Please find every line below that includes "carts" and report how many there are. Nothing else is needed.

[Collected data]

• • • •

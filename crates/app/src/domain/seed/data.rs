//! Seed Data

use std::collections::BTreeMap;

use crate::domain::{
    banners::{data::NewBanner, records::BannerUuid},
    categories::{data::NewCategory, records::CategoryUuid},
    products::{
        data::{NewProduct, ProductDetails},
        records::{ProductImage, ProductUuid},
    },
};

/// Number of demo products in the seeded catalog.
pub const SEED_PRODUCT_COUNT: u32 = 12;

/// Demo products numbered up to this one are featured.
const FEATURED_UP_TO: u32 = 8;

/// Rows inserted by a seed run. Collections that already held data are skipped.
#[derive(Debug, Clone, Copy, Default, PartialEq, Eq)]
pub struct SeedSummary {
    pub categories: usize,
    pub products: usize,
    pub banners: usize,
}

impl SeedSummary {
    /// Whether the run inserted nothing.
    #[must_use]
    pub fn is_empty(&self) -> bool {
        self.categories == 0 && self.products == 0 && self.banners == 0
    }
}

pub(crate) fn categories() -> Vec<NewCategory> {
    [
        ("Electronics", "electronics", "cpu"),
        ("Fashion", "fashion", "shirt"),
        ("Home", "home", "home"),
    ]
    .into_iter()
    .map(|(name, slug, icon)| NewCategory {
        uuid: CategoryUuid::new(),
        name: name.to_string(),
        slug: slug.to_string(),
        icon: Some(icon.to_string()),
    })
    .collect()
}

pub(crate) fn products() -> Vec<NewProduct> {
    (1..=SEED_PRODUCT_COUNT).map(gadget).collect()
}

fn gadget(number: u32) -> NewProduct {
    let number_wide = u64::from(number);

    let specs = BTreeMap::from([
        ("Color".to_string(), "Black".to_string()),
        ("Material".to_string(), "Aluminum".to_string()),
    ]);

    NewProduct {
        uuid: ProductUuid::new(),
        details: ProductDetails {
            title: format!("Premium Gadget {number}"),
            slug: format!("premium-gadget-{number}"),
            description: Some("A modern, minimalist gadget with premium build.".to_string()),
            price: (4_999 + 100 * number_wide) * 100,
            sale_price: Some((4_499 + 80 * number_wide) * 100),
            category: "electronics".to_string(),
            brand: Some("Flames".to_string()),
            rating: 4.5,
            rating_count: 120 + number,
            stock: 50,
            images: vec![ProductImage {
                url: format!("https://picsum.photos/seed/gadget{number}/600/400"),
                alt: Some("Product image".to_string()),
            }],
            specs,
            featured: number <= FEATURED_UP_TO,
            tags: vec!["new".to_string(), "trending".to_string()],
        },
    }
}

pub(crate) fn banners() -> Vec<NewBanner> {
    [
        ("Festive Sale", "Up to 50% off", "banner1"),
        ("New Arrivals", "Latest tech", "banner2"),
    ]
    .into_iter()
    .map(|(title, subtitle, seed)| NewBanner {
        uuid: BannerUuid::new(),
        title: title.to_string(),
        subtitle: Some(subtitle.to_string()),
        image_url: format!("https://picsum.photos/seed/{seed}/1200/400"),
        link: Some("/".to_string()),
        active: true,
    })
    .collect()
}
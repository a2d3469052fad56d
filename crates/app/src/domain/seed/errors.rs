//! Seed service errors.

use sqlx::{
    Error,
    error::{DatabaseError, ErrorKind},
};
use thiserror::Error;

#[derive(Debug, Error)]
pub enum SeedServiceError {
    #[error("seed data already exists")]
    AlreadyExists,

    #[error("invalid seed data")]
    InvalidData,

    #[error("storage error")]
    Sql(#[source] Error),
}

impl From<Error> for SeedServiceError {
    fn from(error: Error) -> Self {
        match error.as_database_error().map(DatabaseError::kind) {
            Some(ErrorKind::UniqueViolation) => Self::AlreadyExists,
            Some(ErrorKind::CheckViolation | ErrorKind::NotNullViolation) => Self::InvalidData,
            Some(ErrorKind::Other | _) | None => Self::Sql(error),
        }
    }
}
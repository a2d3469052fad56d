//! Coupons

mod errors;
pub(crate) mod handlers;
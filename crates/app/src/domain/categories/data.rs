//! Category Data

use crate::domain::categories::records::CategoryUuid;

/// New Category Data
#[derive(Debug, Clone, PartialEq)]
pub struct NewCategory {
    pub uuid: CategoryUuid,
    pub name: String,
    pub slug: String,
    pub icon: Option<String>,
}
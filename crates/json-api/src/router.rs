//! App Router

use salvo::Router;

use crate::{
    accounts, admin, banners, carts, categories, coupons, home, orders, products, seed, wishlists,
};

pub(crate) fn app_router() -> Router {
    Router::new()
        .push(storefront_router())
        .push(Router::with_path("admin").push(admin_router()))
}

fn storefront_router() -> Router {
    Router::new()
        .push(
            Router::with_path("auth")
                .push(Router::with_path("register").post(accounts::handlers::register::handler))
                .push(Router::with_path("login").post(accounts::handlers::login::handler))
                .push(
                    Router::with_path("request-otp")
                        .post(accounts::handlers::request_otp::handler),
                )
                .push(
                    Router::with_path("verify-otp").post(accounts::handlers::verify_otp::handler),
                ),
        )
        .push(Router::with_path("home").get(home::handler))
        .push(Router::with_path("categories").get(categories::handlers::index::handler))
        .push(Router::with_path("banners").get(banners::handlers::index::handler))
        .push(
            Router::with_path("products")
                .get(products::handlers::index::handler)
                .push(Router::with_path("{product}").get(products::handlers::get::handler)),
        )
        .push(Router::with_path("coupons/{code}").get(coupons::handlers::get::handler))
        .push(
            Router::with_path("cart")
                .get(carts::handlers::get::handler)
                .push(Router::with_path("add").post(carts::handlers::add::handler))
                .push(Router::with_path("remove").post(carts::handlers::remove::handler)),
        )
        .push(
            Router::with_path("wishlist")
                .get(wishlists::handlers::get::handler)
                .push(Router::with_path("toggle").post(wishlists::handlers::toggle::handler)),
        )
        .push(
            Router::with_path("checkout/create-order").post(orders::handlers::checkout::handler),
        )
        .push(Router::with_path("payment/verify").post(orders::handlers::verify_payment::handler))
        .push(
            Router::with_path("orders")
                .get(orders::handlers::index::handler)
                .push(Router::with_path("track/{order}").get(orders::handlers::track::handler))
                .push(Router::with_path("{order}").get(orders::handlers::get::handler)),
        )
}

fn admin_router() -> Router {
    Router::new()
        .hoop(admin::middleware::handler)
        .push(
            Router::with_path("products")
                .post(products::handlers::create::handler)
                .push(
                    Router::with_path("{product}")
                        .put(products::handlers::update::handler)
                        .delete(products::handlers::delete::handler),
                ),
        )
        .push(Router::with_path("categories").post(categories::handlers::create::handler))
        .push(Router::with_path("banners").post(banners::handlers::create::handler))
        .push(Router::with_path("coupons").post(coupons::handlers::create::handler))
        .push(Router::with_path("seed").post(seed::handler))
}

• • • •

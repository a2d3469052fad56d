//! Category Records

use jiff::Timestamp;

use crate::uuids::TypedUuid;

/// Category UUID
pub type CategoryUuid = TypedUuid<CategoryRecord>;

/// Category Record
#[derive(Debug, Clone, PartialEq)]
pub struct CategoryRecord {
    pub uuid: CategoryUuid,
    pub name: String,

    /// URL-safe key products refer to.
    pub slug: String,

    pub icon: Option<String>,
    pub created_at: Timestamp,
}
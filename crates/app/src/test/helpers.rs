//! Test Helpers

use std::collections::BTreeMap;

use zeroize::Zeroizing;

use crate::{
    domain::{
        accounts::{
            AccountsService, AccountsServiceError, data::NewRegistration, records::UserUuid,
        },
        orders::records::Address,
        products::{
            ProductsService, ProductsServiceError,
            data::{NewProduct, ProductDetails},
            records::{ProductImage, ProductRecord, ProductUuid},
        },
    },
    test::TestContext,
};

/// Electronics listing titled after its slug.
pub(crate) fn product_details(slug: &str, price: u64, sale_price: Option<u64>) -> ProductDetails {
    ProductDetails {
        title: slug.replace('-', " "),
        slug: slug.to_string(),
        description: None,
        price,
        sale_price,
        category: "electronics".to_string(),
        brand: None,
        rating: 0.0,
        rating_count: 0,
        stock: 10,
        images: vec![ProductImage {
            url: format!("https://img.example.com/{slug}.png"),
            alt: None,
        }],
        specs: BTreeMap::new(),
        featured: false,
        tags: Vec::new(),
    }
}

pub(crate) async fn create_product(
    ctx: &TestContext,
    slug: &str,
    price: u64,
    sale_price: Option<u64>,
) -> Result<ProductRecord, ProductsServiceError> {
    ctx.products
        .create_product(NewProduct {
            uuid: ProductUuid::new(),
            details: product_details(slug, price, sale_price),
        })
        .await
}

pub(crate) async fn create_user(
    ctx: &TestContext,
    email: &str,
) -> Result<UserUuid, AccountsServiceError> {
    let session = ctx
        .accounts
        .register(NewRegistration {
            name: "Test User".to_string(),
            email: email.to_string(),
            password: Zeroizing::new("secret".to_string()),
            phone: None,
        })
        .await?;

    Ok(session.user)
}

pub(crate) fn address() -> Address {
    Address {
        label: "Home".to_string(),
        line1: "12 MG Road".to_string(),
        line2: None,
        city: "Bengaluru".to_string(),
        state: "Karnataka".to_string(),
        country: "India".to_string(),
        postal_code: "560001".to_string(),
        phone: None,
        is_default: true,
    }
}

• • • •

# RESULT OF THE EXERCISE:
4